Goblet-cell mucin (mucin 1) was isolated and purified from human small-intestinal scrapings. After application of mucin 1 to DEAE-Bio-Gel (A) columns, most of the glycoprotein (76-94% of hexoses) was eluted in the first peak (designated mucin 2). Minor amounts of acidic glycoproteins were eluted with 0.2m- and 0.4m-NaCl in later peaks. Analyses of mucin 1 and mucin 2 revealed mucin 2 to be a monodisperse highly glycosylated glycoprotein containing 6.3% by wt. of protein, N-acetylgalactosamine, N-acetylglucosamine, galactose and fucose. Mucin 1 was similar in composition, but was polydisperse and contained more protein (12.3% by wt.) as well as N-acetylneuraminic acid. Analytical CsCl-gradient ultracentrifugation showed both mucin 1 and mucin 2 to have a major component with an average buoyant density of 1.47000g/ml. Mucin 1 also contained a slightly less-dense minor glycoprotein component. After exhaustive reduction and alkylation mucin 1 retained its major component, but partly dissociated into two lighter glycoprotein components. Mucin 2, in contrast, did not change its density distribution after reduction. Band ultracentrifugation in (2)H(2)O-containing iso-osmotic buffers showed that mucin 1 contained a major fast-sedimenting component (s(o)=37+/-2S), and a minor amount of a slower-sedimenting component. After reduction there was an increased quantity of the latter component, for which an s(o) value of 14.5S was calculated. In contrast, mucin 2 was unaltered by reduction (s(o)=33+/-2S). These findings indicate that the major component of goblet-cell mucin (mucin 2) does not dissociate after S-S-bond reduction, and thus does not apparently rely for its polymeric structure on the association of subunits through covalent disulphide bonds. However, the effects of reduction on mucin 1 suggest that in the native mucin intramolecular disulphide bonds in the minor glycoproteins may stabilize their structure, permitting secondary non-covalent interactions to develop with the major dense mucin (mucin 2) protein.

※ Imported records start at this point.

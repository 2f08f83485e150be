//! hunks and cut commands - Analyze a diff read from stdin

use std::io::{self, BufRead};

use anyhow::{Context as _, Result};
use crate::cli::args::CutArgs;
use crate::diff::{self, get_hunk_headers_from_reader, DiffCutParams};
use crate::engine::Engine;

use super::print_json;

/// Print the hunk headers of every file in the diff on stdin.
pub fn hunks() -> Result<()> {
    let files = get_hunk_headers_from_reader(io::stdin().lock())
        .context("failed to parse diff from stdin")?;
    print_json(&files)
}

/// Print a line range, with context, of the whole-file diff on stdin.
pub fn cut(engine: &Engine, args: &CutArgs) -> Result<()> {
    let defaults = engine.default_cut_params();
    let params = DiffCutParams {
        line_start: args.start,
        line_start_new: !args.start_old,
        line_end: args.end,
        line_end_new: !args.end_old,
        before_lines: args.before.unwrap_or(defaults.before_lines),
        after_lines: args.after.unwrap_or(defaults.after_lines),
        line_limit: args.limit.unwrap_or(defaults.line_limit),
    };
    params.validate()?;

    let mut cut = diff::diff_cut(io::stdin().lock().lines(), &params)
        .context("failed to cut diff from stdin")?;
    diff::limit_line_len(&mut cut.hunk.lines, engine.config().max_line_length());
    print_json(&cut)
}
//! engine::hash
//!
//! Order-independent fingerprint of a repository's references.

use std::path::PathBuf;

use serde::{Deserialize, Serialize};
use tracing::debug;

use crate::core::context::RequestContext;
use crate::core::errors::{Error, Result};
use crate::hash::{serialize_head, serialize_reference, AggregationType, HashType, Hasher};
use crate::refs::{Reference, ReferenceStream, WalkOptions};

use super::Engine;

#[derive(Debug, Clone, Default, Serialize, Deserialize)]
pub struct HashRepositoryParams {
    pub repo: PathBuf,
    /// Configured type when absent
    #[serde(default)]
    pub hash_type: Option<HashType>,
    /// Configured aggregation when absent
    #[serde(default)]
    pub aggregation: Option<AggregationType>,
}

#[derive(Debug, Clone, PartialEq, Eq, Serialize)]
pub struct RepoHash {
    pub hash_type: HashType,
    pub aggregation: AggregationType,
    /// Lowercase hex of the digest
    pub hash: String,
    #[serde(skip)]
    pub digest: Vec<u8>,
}

impl Engine {
    /// Hash the head pointer and every reference of the repository.
    pub fn hash_repository(
        &self,
        ctx: &RequestContext,
        params: &HashRepositoryParams,
    ) -> Result<RepoHash> {
        let git = self.open(&params.repo)?;
        let hash_type = params.hash_type.unwrap_or_else(|| self.config.hash_type());
        let aggregation = params
            .aggregation
            .unwrap_or_else(|| self.config.aggregation());
        let hasher = Hasher::new(hash_type, aggregation);

        let default_branch = git
            .default_branch()?
            .map(|b| b.to_string())
            .unwrap_or_default();
        let head = std::iter::once(Ok::<_, Error>(serialize_head(&default_branch)));
        let references = ReferenceStream::open(
            ctx,
            self.config.git_binary(),
            git.git_dir(),
            &WalkOptions::default(),
        )?
        .map(|entry| -> Result<Vec<u8>> {
            let reference = Reference::try_from(&entry?)?;
            Ok(serialize_reference(&reference.name, reference.sha.as_str()))
        });

        let digest = hasher.hash(head.chain(references))?;
        debug!(repo = %params.repo.display(), ?hash_type, "hashed repository");
        Ok(RepoHash {
            hash_type,
            aggregation,
            hash: hex::encode(&digest),
            digest,
        })
    }
}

杯状细胞黏蛋白(黏蛋白1)从人小肠刮屑中分离纯化得到。将黏蛋白1应用于DEAE-生物凝胶(A)柱后,大部分糖蛋白(己糖的76 - 94%)在第一个峰(命名为黏蛋白2)中洗脱出来。少量酸性糖蛋白在随后的峰中用0.2m和0.4m氯化钠洗脱。对黏蛋白1和黏蛋白2的分析表明,黏蛋白2是一种单分散的高度糖基化糖蛋白,按重量计含有6.3%的蛋白质、N-乙酰半乳糖胺、N-乙酰葡糖胺、半乳糖和岩藻糖。黏蛋白1的组成相似,但具有多分散性,含有更多蛋白质(按重量计12.3%)以及N-乙酰神经氨酸。分析性CsCl梯度超速离心显示黏蛋白1和黏蛋白2都有一个主要成分,平均浮力密度为1.47000g/ml。黏蛋白1还含有一个密度稍低的次要糖蛋白成分。在进行彻底的还原和烷基化后,黏蛋白1保留了其主要成分,但部分解离成两个较轻的糖蛋白成分。相比之下,黏蛋白2在还原后其密度分布没有变化。在含(2)H(2)O的等渗缓冲液中进行区带超速离心表明,黏蛋白1含有一个主要的快速沉降成分(s(o) = 37 ± 2S)和少量较慢沉降成分。还原后,后一种成分的量增加,计算得其s(o)值为14.5S。相比之下,黏蛋白2在还原后没有变化(s(o) = 33 ± 2S)。这些发现表明,杯状细胞黏蛋白(黏蛋白2)的主要成分在二硫键还原后不会解离,因此其聚合结构显然不依赖于亚基通过共价二硫键的缔合。然而,还原对黏蛋白1的影响表明,在天然黏蛋白中,次要糖蛋白中的分子内二硫键可能稳定其结构,从而允许与主要的致密黏蛋白(黏蛋白2)蛋白发生二级非共价相互作用。